Dataset entries
◆ ◆ ◆ ◆ ◆
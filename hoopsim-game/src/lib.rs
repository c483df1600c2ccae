//! HoopSim Game Engine
//!
//! Deterministic per-possession basketball simulation. Rosters carry 25 rated
//! attributes; every outcome is a weighted draw against composites of those
//! attributes, driven by one seeded random stream so that a seed reproduces a
//! game exactly.

pub mod box_score;
pub mod constants;
pub mod defense;
pub mod endgame;
pub mod error;
pub mod fouls;
pub mod free_throws;
pub mod game;
pub mod numbers;
pub mod player;
pub mod possession;
pub mod probability;
pub mod quarter;
pub mod rebounds;
pub mod rng;
pub mod shooting;
pub mod stamina;
pub mod substitutions;
pub mod tactics;
pub mod team;
pub mod timeouts;
pub mod trace;
pub mod turnovers;

// Re-export commonly used types
pub use box_score::{BoxScore, PlayerLine, StatLine, TeamBox};
pub use endgame::{EndGameMode, EndGameOverlay};
pub use error::ConfigError;
pub use fouls::{FoulEvent, FoulKind, FoulTracker};
pub use game::{GameOrchestrator, GameResult, simulate_game, transcript_digest};
pub use player::{Attribute, Attributes, Player, Position};
pub use possession::state::{BallEvent, BallState, DeadBallReason, PossessionStateMachine};
pub use possession::{PlayEvent, PossessionKind, PossessionResult, resolve_possession};
pub use quarter::{PeriodScore, PlayByPlay, PossessionEntry, Scoreboard};
pub use rng::GameRng;
pub use shooting::ShotType;
pub use substitutions::{SubReason, Substitution};
pub use tactics::{DefenseScheme, Pace, ReboundStrategy, TacticalSettings, TimeoutStrategy};
pub use team::{Team, TeamSide, sample_teams};
pub use timeouts::{TimeoutEvent, TimeoutReason};
pub use trace::{DecisionTrace, PossessionTrace, TraceEntry};
pub use turnovers::TurnoverKind;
◆ ◆ ◆ ◆ ◆
#### Exercise requirements:
All that is wanted is the run of lines from the start of the data through the line containing "pub mod team;", copied word for word.

#### Written response:
filename hoopsim-game/src/lib.rs
repository c483df1600c2ccae
//! HoopSim Game Engine
//!
//! Deterministic per-possession basketball simulation. Rosters carry 25 rated
//! attributes; every outcome is a weighted draw against composites of those
//! attributes, driven by one seeded random stream so that a seed reproduces a
//! game exactly.

pub mod box_score;
pub mod constants;
pub mod defense;
pub mod endgame;
pub mod error;
pub mod fouls;
pub mod free_throws;
pub mod game;
pub mod numbers;
pub mod player;
pub mod possession;
pub mod probability;
pub mod quarter;
pub mod rebounds;
pub mod rng;
pub mod shooting;
pub mod stamina;
pub mod substitutions;
pub mod tactics;
pub mod team;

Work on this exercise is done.